EXERCISE BRIEF: When the word "Parser" shows up in a line of the records below, copy that line.

(Beginning of TASK MATERIAL)

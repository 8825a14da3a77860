//! Statement parsing.

use gpgpu_ir::stack::ensure_sufficient_stack;
use gpgpu_ir::{Declarator, ForInit, Function, Param, Stmt, StmtId, StmtKind, TokenKind, VarKind};

use crate::{ParseError, Parser};

impl Parser {
    pub(crate) fn parse_statement(&mut self) -> Result<StmtId, ParseError> {
        ensure_sufficient_stack(|| self.parse_statement_inner())
    }

    fn parse_statement_inner(&mut self) -> Result<StmtId, ParseError> {
        let start = self.cursor.current_span();
        tracing::trace!(token = ?self.cursor.current_kind(), "statement");

        let kind = match self.cursor.current_kind() {
            TokenKind::LBrace => return self.parse_block(),
            TokenKind::Const | TokenKind::Let | TokenKind::Var => {
                let kind = self.parse_var_decl()?;
                self.consume_semicolon()?;
                kind
            }
            TokenKind::If => self.parse_if()?,
            TokenKind::For => self.parse_for()?,
            TokenKind::While => {
                self.cursor.advance();
                self.expect(&TokenKind::LParen)?;
                let test = self.parse_expression()?;
                self.expect(&TokenKind::RParen)?;
                let body = self.parse_statement()?;
                StmtKind::While { test, body }
            }
            TokenKind::Do => {
                self.cursor.advance();
                let body = self.parse_statement()?;
                self.expect(&TokenKind::While)?;
                self.expect(&TokenKind::LParen)?;
                let test = self.parse_expression()?;
                self.expect(&TokenKind::RParen)?;
                self.cursor.eat(&TokenKind::Semicolon);
                StmtKind::DoWhile { body, test }
            }
            TokenKind::Return => {
                self.cursor.advance();
                let current = self.cursor.current();
                let argument = if current.newline_before
                    || matches!(
                        current.kind,
                        TokenKind::Semicolon | TokenKind::RBrace | TokenKind::Eof
                    ) {
                    None
                } else {
                    Some(self.parse_expression()?)
                };
                self.consume_semicolon()?;
                StmtKind::Return(argument)
            }
            TokenKind::Break => {
                self.cursor.advance();
                self.consume_semicolon()?;
                StmtKind::Break
            }
            TokenKind::Continue => {
                self.cursor.advance();
                self.consume_semicolon()?;
                StmtKind::Continue
            }
            TokenKind::Semicolon => {
                self.cursor.advance();
                StmtKind::Empty
            }
            TokenKind::Function if matches!(self.cursor.peek_kind(1), TokenKind::Ident(_)) => {
                let function = self.parse_function()?;
                StmtKind::FunctionDecl(function)
            }
            _ => {
                let expr = self.parse_expression()?;
                self.consume_semicolon()?;
                StmtKind::Expr(expr)
            }
        };

        let span = start.merge(self.cursor.previous_span());
        Ok(self.arena.alloc_stmt(Stmt { kind, span }))
    }

    pub(crate) fn parse_block(&mut self) -> Result<StmtId, ParseError> {
        let start = self.expect(&TokenKind::LBrace)?;
        let mut body = Vec::new();
        while !self.cursor.check(&TokenKind::RBrace) {
            if self.cursor.is_at_end() {
                return Err(self.unexpected("`}`"));
            }
            body.push(self.parse_statement()?);
        }
        let end = self.expect(&TokenKind::RBrace)?;
        Ok(self.arena.alloc_stmt(Stmt {
            kind: StmtKind::Block(body),
            span: start.merge(end),
        }))
    }

    /// `const|let|var` declarators, without the terminator.
    fn parse_var_decl(&mut self) -> Result<StmtKind, ParseError> {
        let kind = match self.cursor.advance().kind {
            TokenKind::Const => VarKind::Const,
            TokenKind::Let => VarKind::Let,
            _ => VarKind::Var,
        };

        let mut declarators = Vec::new();
        loop {
            let (name, name_span) = self.expect_ident()?;
            let init = if self.cursor.eat(&TokenKind::Eq) {
                Some(self.parse_assignment()?)
            } else {
                None
            };
            declarators.push(Declarator {
                name,
                init,
                span: name_span.merge(self.cursor.previous_span()),
            });
            if !self.cursor.eat(&TokenKind::Comma) {
                break;
            }
        }

        Ok(StmtKind::VarDecl { kind, declarators })
    }

    fn parse_if(&mut self) -> Result<StmtKind, ParseError> {
        self.cursor.advance();
        self.expect(&TokenKind::LParen)?;
        let test = self.parse_expression()?;
        self.expect(&TokenKind::RParen)?;
        let consequent = self.parse_statement()?;
        let alternate = if self.cursor.eat(&TokenKind::Else) {
            Some(self.parse_statement()?)
        } else {
            None
        };
        Ok(StmtKind::If {
            test,
            consequent,
            alternate,
        })
    }

    fn parse_for(&mut self) -> Result<StmtKind, ParseError> {
        self.cursor.advance();
        self.expect(&TokenKind::LParen)?;

        let init = match self.cursor.current_kind() {
            TokenKind::Semicolon => None,
            TokenKind::Const | TokenKind::Let | TokenKind::Var => {
                let start = self.cursor.current_span();
                let kind = self.parse_var_decl()?;
                let span = start.merge(self.cursor.previous_span());
                Some(ForInit::Decl(self.arena.alloc_stmt(Stmt { kind, span })))
            }
            _ => Some(ForInit::Expr(self.parse_expression()?)),
        };
        self.expect(&TokenKind::Semicolon)?;

        let test = if self.cursor.check(&TokenKind::Semicolon) {
            None
        } else {
            Some(self.parse_expression()?)
        };
        self.expect(&TokenKind::Semicolon)?;

        let update = if self.cursor.check(&TokenKind::RParen) {
            None
        } else {
            Some(self.parse_expression()?)
        };
        self.expect(&TokenKind::RParen)?;

        let body = self.parse_statement()?;
        Ok(StmtKind::For {
            init,
            test,
            update,
            body,
        })
    }

    /// `function name?(params) { body }`
    pub(crate) fn parse_function(&mut self) -> Result<gpgpu_ir::FunctionId, ParseError> {
        let start = self.expect(&TokenKind::Function)?;
        let name = match self.cursor.current_kind() {
            TokenKind::Ident(_) => Some(self.expect_ident()?.0),
            _ => None,
        };

        self.expect(&TokenKind::LParen)?;
        let mut params = Vec::new();
        while !self.cursor.check(&TokenKind::RParen) {
            params.push(self.parse_param()?);
            if !self.cursor.eat(&TokenKind::Comma) {
                break;
            }
        }
        self.expect(&TokenKind::RParen)?;

        let body = self.parse_block()?;
        let span = start.merge(self.cursor.previous_span());
        Ok(self.arena.alloc_function(Function {
            name,
            params,
            body,
            span,
        }))
    }

    fn parse_param(&mut self) -> Result<Param, ParseError> {
        if self.cursor.check(&TokenKind::Ellipsis) {
            let start = self.cursor.advance().span;
            let (name, end) = self.expect_ident()?;
            return Ok(Param::Rest(name, start.merge(end)));
        }
        let (name, span) = self.expect_ident()?;
        if self.cursor.eat(&TokenKind::Eq) {
            let default = self.parse_assignment()?;
            return Ok(Param::Default {
                name,
                default,
                span: span.merge(self.cursor.previous_span()),
            });
        }
        Ok(Param::Ident(name, span))
    }
}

(End of TASK MATERIAL)

RESPONSE TO THE TASK:
use crate::{ParseError, Parser};
impl Parser {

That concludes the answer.